----- DATA TO USE -----

//! Directory nodes and their lazily populated entry cache.
//!
//! A directory lists its backend prefix exactly once, on first access, and
//! serves every later lookup and listing from the cache. Only local
//! mutations (mkdir, committed writes, removals) patch the cache afterwards;
//! changes made to the backend by other clients stay invisible until the
//! node is dropped and recreated.

use std::collections::HashMap;
use std::sync::Arc;

use tokio::sync::{RwLock, RwLockReadGuard};

use crate::cadapter::{BackendError, Listing, ObjectBackend, ObjectRef, join_remote, leaf_of};
use crate::vfs::error::{FsError, FsResult};
use crate::vfs::file::FileNode;
use crate::vfs::inode::Node;
use crate::vfs::write::WriteHandle;
use crate::vfs::{DIR_PERMS, Entry, NodeAttr, NodeKind, VfsOptions};

/// Population state of a directory cache.
///
/// `Populating` is only ever stored while the write lock is held by the task
/// doing the listing; finding it afterwards means that listing was abandoned.
enum CacheState {
    Unpopulated,
    Populating,
    Populated(HashMap<String, Entry>),
}

pub struct DirNode {
    backend: Arc<dyn ObjectBackend>,
    options: Arc<VfsOptions>,
    path: String,
    cache: RwLock<CacheState>,
}

impl DirNode {
    pub fn new(
        backend: Arc<dyn ObjectBackend>,
        options: Arc<VfsOptions>,
        path: impl Into<String>,
    ) -> Arc<Self> {
        Arc::new(Self {
            backend,
            options,
            path: path.into(),
            cache: RwLock::new(CacheState::Unpopulated),
        })
    }

    /// A directory known to have no children, e.g. one just made by mkdir.
    fn new_empty(
        backend: Arc<dyn ObjectBackend>,
        options: Arc<VfsOptions>,
        path: String,
    ) -> Arc<Self> {
        Arc::new(Self {
            backend,
            options,
            path,
            cache: RwLock::new(CacheState::Populated(HashMap::new())),
        })
    }

    /// Remote path of this directory, `""` for the root.
    pub fn path(&self) -> &str {
        &self.path
    }

    pub fn backend(&self) -> &Arc<dyn ObjectBackend> {
        &self.backend
    }

    pub fn options(&self) -> &Arc<VfsOptions> {
        &self.options
    }

    pub fn attr(&self) -> NodeAttr {
        tracing::trace!(path = %self.path, "Dir.Attr");
        NodeAttr {
            kind: NodeKind::Dir,
            size: 0,
            perm: DIR_PERMS,
            mtime: None,
        }
    }

    pub async fn lookup(&self, name: &str) -> FsResult<Entry> {
        let guard = self.populated().await?;
        let items = Self::items(&guard, &self.path)?;
        match items.get(name) {
            Some(entry) => {
                tracing::debug!(path = %join_remote(&self.path, name), kind = ?entry.kind(), "Dir.Lookup OK");
                Ok(entry.clone())
            }
            None => Err(FsError::NotFound(join_remote(&self.path, name))),
        }
    }

    /// Every cached child as `(leaf, kind)`, in no particular order.
    pub async fn read_dir_all(&self) -> FsResult<Vec<(String, NodeKind)>> {
        let guard = self.populated().await?;
        let items = Self::items(&guard, &self.path)?;
        let entries: Vec<_> = items
            .iter()
            .map(|(name, entry)| (name.clone(), entry.kind()))
            .collect();
        tracing::debug!(path = %self.path, count = entries.len(), "Dir.ReadDirAll OK");
        Ok(entries)
    }

    /// Start a new file; nothing reaches the backend until the returned
    /// handle is released.
    pub fn create(
        self: &Arc<Self>,
        name: &str,
    ) -> FsResult<(Arc<FileNode>, WriteHandle)> {
        let file = FileNode::unbound(self.clone(), name);
        let handle = WriteHandle::new(file.clone())?;
        tracing::debug!(path = %file.remote(), "Dir.Create OK");
        Ok((file, handle))
    }

    /// Make a directory locally. The backend learns about it only once a
    /// file is written beneath it.
    pub async fn mkdir(&self, name: &str) -> FsResult<Arc<DirNode>> {
        let path = join_remote(&self.path, name);
        self.insert_entry(name, Entry::Dir(path.clone())).await?;
        tracing::debug!(path = %path, "Dir.Mkdir OK");
        Ok(Self::new_empty(
            self.backend.clone(),
            self.options.clone(),
            path,
        ))
    }

    pub async fn remove(&self, name: &str) -> FsResult<()> {
        let path = join_remote(&self.path, name);
        match self.lookup(name).await? {
            Entry::File(object) => {
                if let Err(e) = object.remove().await {
                    tracing::error!(path = %path, "Dir.Remove file error: {e}");
                    return Err(e.into());
                }
            }
            Entry::Dir(dir) => {
                if !self.dir_empty(&dir).await? {
                    tracing::debug!(path = %path, "Dir.Remove not empty");
                    return Err(FsError::NotEmpty(path));
                }
            }
        }
        self.delete_entry(name).await;
        tracing::debug!(path = %path, "Dir.Remove OK");
        Ok(())
    }

    /// Build the node for a cached child.
    pub fn child_node(self: &Arc<Self>, name: &str, entry: &Entry) -> Node {
        match entry {
            Entry::File(object) => Node::File(FileNode::bound(self.clone(), name, object.clone())),
            Entry::Dir(path) => Node::Dir(DirNode::new(
                self.backend.clone(),
                self.options.clone(),
                path.clone(),
            )),
        }
    }

    /// Record a freshly committed object. An unpopulated cache is left alone:
    /// its first listing will pick the object up from the backend.
    pub(crate) async fn register_object(&self, leaf: &str, object: ObjectRef) {
        let mut guard = self.cache.write().await;
        if let CacheState::Populated(items) = &mut *guard {
            items.insert(leaf.to_string(), Entry::File(object));
        }
    }

    async fn insert_entry(&self, leaf: &str, entry: Entry) -> FsResult<()> {
        drop(self.populated().await?);
        let mut guard = self.cache.write().await;
        match &mut *guard {
            CacheState::Populated(items) => {
                items.insert(leaf.to_string(), entry);
                Ok(())
            }
            _ => Err(FsError::Invariant(format!(
                "directory {:?} lost its populated cache",
                self.path
            ))),
        }
    }

    async fn delete_entry(&self, leaf: &str) {
        let mut guard = self.cache.write().await;
        if let CacheState::Populated(items) = &mut *guard {
            items.remove(leaf);
        }
    }

    /// Fresh, uncached check that a sub-directory has no children.
    async fn dir_empty(&self, dir: &str) -> FsResult<bool> {
        match self.backend.list(dir).await {
            Ok(listing) => Ok(listing.is_empty()),
            Err(BackendError::DirNotFound(_)) => Ok(true),
            Err(e) => {
                tracing::error!(path = %dir, "Dir.Remove dir error: {e}");
                Err(e.into())
            }
        }
    }

    /// Read access to a populated cache, listing the backend first if needed.
    /// Concurrent callers wait on the write lock while one of them lists.
    async fn populated(&self) -> FsResult<RwLockReadGuard<'_, CacheState>> {
        {
            let guard = self.cache.read().await;
            if matches!(*guard, CacheState::Populated(_)) {
                return Ok(guard);
            }
        }
        let mut guard = self.cache.write().await;
        if !matches!(*guard, CacheState::Populated(_)) {
            *guard = CacheState::Populating;
            match self.list_entries().await {
                Ok(items) => *guard = CacheState::Populated(items),
                Err(e) => {
                    *guard = CacheState::Unpopulated;
                    tracing::error!(path = %self.path, "Dir.ReadDir error: {e}");
                    return Err(e);
                }
            }
        }
        Ok(guard.downgrade())
    }

    async fn list_entries(&self) -> FsResult<HashMap<String, Entry>> {
        let listing = match self.backend.list(&self.path).await {
            Ok(listing) => listing,
            // Directories are implicit, a missing one is simply empty.
            Err(BackendError::DirNotFound(_)) => Listing::default(),
            Err(e) => return Err(e.into()),
        };
        let mut items = HashMap::with_capacity(listing.objects.len() + listing.dirs.len());
        for info in listing.objects {
            let leaf = info.leaf().to_string();
            items.insert(leaf, Entry::File(ObjectRef::new(info, self.backend.clone())));
        }
        for dir in listing.dirs {
            items.insert(leaf_of(&dir).to_string(), Entry::Dir(dir));
        }
        tracing::debug!(path = %self.path, count = items.len(), "Dir.ReadDir populated");
        Ok(items)
    }

    fn items<'a>(state: &'a CacheState, path: &str) -> FsResult<&'a HashMap<String, Entry>> {
        match state {
            CacheState::Populated(items) => Ok(items),
            CacheState::Unpopulated | CacheState::Populating => Err(FsError::Invariant(format!(
                "directory {path:?} read before population"
            ))),
        }
    }
}

#[cfg(test)]
mod tests {
    use super::*;
    use crate::cadapter::memory::MemoryBackend;

    fn dir_over(backend: &Arc<MemoryBackend>, path: &str) -> Arc<DirNode> {
        DirNode::new(backend.clone(), Arc::new(VfsOptions::default()), path)
    }

    #[tokio::test]
    async fn test_dir_lists_backend_once() {
        let backend = Arc::new(MemoryBackend::new());
        backend.insert("a/b.txt", "hello");
        backend.insert("c.txt", "c");
        let root = dir_over(&backend, "");

        let first = root.lookup("a").await.unwrap();
        assert!(matches!(first, Entry::Dir(ref p) if p == "a"));
        let mut listing = root.read_dir_all().await.unwrap();
        listing.sort();
        assert_eq!(
            listing,
            vec![("a".to_string(), NodeKind::Dir), ("c.txt".to_string(), NodeKind::File)]
        );
        let mut again = root.read_dir_all().await.unwrap();
        again.sort();
        assert_eq!(listing, again);
        assert_eq!(backend.list_calls(), 1);
    }

    #[tokio::test]
    async fn test_dir_concurrent_population_lists_once() {
        let backend = Arc::new(MemoryBackend::new());
        backend.insert("x/one", "1");
        let dir = dir_over(&backend, "x");

        let mut tasks = Vec::new();
        for _ in 0..16 {
            let dir = dir.clone();
            tasks.push(tokio::spawn(async move { dir.lookup("one").await.is_ok() }));
        }
        for t in tasks {
            assert!(t.await.unwrap());
        }
        assert_eq!(backend.list_calls(), 1);
    }

    #[tokio::test]
    async fn test_dir_lookup_absent_is_not_found() {
        let backend = Arc::new(MemoryBackend::new());
        let root = dir_over(&backend, "");
        assert!(matches!(root.lookup("nope").await, Err(FsError::NotFound(_))));
    }

    #[tokio::test]
    async fn test_missing_directory_is_empty() {
        let backend = Arc::new(MemoryBackend::new());
        let dir = dir_over(&backend, "never/written");
        assert!(dir.read_dir_all().await.unwrap().is_empty());
    }

    #[tokio::test]
    async fn test_mkdir_is_local_and_visible() {
        let backend = Arc::new(MemoryBackend::new());
        let root = dir_over(&backend, "");
        root.read_dir_all().await.unwrap();
        let calls = backend.list_calls();

        let child = root.mkdir("x").await.unwrap();
        assert_eq!(child.path(), "x");
        assert!(matches!(root.lookup("x").await.unwrap(), Entry::Dir(_)));
        // the new directory is known to be empty
        assert!(child.read_dir_all().await.unwrap().is_empty());
        assert_eq!(backend.list_calls(), calls);
        assert!(backend.list("").await.unwrap().is_empty());
    }

    #[tokio::test]
    async fn test_remove_directory_checks_backend() {
        let backend = Arc::new(MemoryBackend::new());
        backend.insert("full/f", "data");
        let root = dir_over(&backend, "");
        root.mkdir("empty").await.unwrap();

        assert!(matches!(root.remove("full").await, Err(FsError::NotEmpty(_))));
        root.remove("empty").await.unwrap();
        assert!(matches!(root.lookup("empty").await, Err(FsError::NotFound(_))));
        assert!(root.lookup("full").await.is_ok());
    }

    #[tokio::test]
    async fn test_remove_file_deletes_object() {
        let backend = Arc::new(MemoryBackend::new());
        backend.insert("f.txt", "data");
        let root = dir_over(&backend, "");
        root.remove("f.txt").await.unwrap();
        assert!(backend.get("f.txt").is_none());
        assert!(matches!(root.lookup("f.txt").await, Err(FsError::NotFound(_))));
    }

    #[tokio::test]
    async fn test_remove_file_backend_failure_keeps_entry() {
        let backend = Arc::new(MemoryBackend::new());
        let info = backend.insert("f.txt", "data");
        let root = dir_over(&backend, "");
        root.lookup("f.txt").await.unwrap();
        // object vanished behind our back: the backend remove fails
        backend.remove(&info).await.unwrap();
        assert!(matches!(root.remove("f.txt").await, Err(FsError::Backend(_))));
        assert!(root.lookup("f.txt").await.is_ok());
    }
}
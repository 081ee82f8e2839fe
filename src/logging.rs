use std::path::Path;

use tracing_appender::non_blocking::WorkerGuard;
use tracing_subscriber::filter::Directive;
use tracing_subscriber::{EnvFilter, fmt, layer::SubscriberExt, util::SubscriberInitExt};

const DEFAULT_FILTER: &str = "remotefs=info";
const DEBUG_FUSE_FILTER: &str = "rfuse3=debug,remotefs=debug";

fn filter(debug_fuse: bool) -> EnvFilter {
    let base = EnvFilter::try_from_default_env().unwrap_or_else(|_| DEFAULT_FILTER.into());
    if !debug_fuse {
        return base;
    }
    DEBUG_FUSE_FILTER
        .split(',')
        .filter_map(|d| d.parse::<Directive>().ok())
        .fold(base, |f, directive| f.add_directive(directive))
}

/// Install the global subscriber. Logs go to stderr, or to `log_file` when
/// given; keep the returned guard alive so buffered lines get flushed.
pub fn init(log_file: Option<&Path>, debug_fuse: bool) -> std::io::Result<Option<WorkerGuard>> {
    let registry = tracing_subscriber::registry().with(filter(debug_fuse));
    match log_file {
        Some(path) => {
            let dir = match path.parent() {
                Some(p) if !p.as_os_str().is_empty() => p,
                _ => Path::new("."),
            };
            let name = path.file_name().ok_or_else(|| {
                std::io::Error::new(std::io::ErrorKind::InvalidInput, "log file has no name")
            })?;
            std::fs::create_dir_all(dir)?;
            let appender = tracing_appender::rolling::never(dir, name);
            let (writer, guard) = tracing_appender::non_blocking(appender);
            registry
                .with(fmt::layer().with_writer(writer).with_ansi(false))
                .init();
            Ok(Some(guard))
        }
        None => {
            registry
                .with(fmt::layer().with_writer(std::io::stderr))
                .init();
            Ok(None)
        }
    }
}

#[cfg(test)]
mod tests {
    use super::*;

    #[test]
    fn test_debug_fuse_raises_levels() {
        let text = filter(true).to_string();
        assert!(text.contains("rfuse3=debug"));
        assert!(text.contains("remotefs=debug"));
    }
}
use bytes::{Bytes, BytesMut};
use tokio::io::AsyncReadExt;
use tokio::sync::Mutex;

use crate::cadapter::{BackendError, ObjectRef, ObjectStream};
use crate::vfs::error::{FsError, FsResult};

/// Sequential reader over one committed object.
///
/// Reads are served strictly in order from a single backend stream; the
/// handle is non-seekable, so the offset the kernel passes is not used.
pub struct ReadHandle {
    remote: String,
    stream: Mutex<Option<ObjectStream>>,
}

impl ReadHandle {
    pub async fn open(object: &ObjectRef) -> FsResult<Self> {
        let stream = object.open().await.map_err(|e| {
            tracing::error!(path = %object.remote(), "ReadHandle open error: {e}");
            e
        })?;
        Ok(Self {
            remote: object.remote().to_string(),
            stream: Mutex::new(Some(stream)),
        })
    }

    /// Fill up to `size` bytes, short only at end of object.
    pub async fn read(&self, size: usize) -> FsResult<Bytes> {
        let mut guard = self.stream.lock().await;
        let Some(stream) = guard.as_mut() else {
            return Err(FsError::Invariant(format!(
                "read on released handle for {}",
                self.remote
            )));
        };
        let mut buf = BytesMut::zeroed(size);
        let mut filled = 0;
        while filled < size {
            let n = stream
                .read(&mut buf[filled..])
                .await
                .map_err(BackendError::from)?;
            if n == 0 {
                break;
            }
            filled += n;
        }
        buf.truncate(filled);
        tracing::trace!(path = %self.remote, size, filled, "ReadHandle.Read");
        Ok(buf.freeze())
    }

    /// Drop the backend stream. Closing a reader cannot fail.
    pub async fn release(&self) -> FsResult<()> {
        self.stream.lock().await.take();
        tracing::debug!(path = %self.remote, "ReadHandle.Release OK");
        Ok(())
    }
}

-----

▶ [TRY IT]: Set down, exactly as they appear, the lines above from the first one to the line that holds "the cache afterwards;", both included, please, and no others.

▶ [ANSWER SPACE]:
//! Directory nodes and their lazily populated entry cache.
//!
//! A directory lists its backend prefix exactly once, on first access, and
//! serves every later lookup and listing from the cache. Only local
//! mutations (mkdir, committed writes, removals) patch the cache afterwards;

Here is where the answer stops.